• **EXERCISE BRIEF**
Lines from the start of the data through the line containing "pub use manager::ModelManager;" must be given again exactly. Leave the others out.

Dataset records
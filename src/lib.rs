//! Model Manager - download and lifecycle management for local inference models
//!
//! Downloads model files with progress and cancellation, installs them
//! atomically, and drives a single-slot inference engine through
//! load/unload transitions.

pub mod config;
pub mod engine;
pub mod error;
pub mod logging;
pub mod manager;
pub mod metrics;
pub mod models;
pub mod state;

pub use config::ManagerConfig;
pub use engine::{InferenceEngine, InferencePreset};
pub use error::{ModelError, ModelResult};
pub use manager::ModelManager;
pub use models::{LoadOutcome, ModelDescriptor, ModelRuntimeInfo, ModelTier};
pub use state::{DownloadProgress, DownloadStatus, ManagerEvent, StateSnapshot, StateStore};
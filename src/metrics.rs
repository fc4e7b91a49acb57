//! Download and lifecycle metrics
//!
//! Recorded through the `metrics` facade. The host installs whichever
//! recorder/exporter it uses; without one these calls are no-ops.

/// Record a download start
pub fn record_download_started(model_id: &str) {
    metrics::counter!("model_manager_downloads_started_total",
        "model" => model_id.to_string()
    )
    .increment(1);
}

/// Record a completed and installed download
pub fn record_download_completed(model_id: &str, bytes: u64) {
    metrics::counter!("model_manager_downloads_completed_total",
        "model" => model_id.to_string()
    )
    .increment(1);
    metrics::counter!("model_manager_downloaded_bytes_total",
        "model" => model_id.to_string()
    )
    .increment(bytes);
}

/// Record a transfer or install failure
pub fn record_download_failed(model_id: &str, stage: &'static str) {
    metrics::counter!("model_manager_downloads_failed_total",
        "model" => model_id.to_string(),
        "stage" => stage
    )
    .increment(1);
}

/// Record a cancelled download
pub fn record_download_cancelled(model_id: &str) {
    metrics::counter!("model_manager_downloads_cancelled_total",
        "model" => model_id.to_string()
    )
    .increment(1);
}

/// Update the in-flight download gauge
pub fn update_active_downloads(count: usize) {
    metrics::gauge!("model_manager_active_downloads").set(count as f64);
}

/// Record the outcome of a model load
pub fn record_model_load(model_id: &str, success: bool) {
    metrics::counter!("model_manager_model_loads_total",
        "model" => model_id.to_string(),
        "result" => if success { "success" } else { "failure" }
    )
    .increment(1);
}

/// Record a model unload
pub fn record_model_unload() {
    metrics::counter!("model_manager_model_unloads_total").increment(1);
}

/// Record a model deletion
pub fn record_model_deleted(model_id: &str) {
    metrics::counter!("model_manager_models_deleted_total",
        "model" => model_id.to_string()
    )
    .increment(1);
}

• **OUTPUT OF THE TASK**
filename src/lib.rs
//! Model Manager - download and lifecycle management for local inference models
//!
//! Downloads model files with progress and cancellation, installs them
//! atomically, and drives a single-slot inference engine through
//! load/unload transitions.

pub mod config;
pub mod engine;
pub mod error;
pub mod logging;
pub mod manager;
pub mod metrics;
pub mod models;
pub mod state;

pub use config::ManagerConfig;
pub use engine::{InferenceEngine, InferencePreset};
pub use error::{ModelError, ModelResult};
pub use manager::ModelManager;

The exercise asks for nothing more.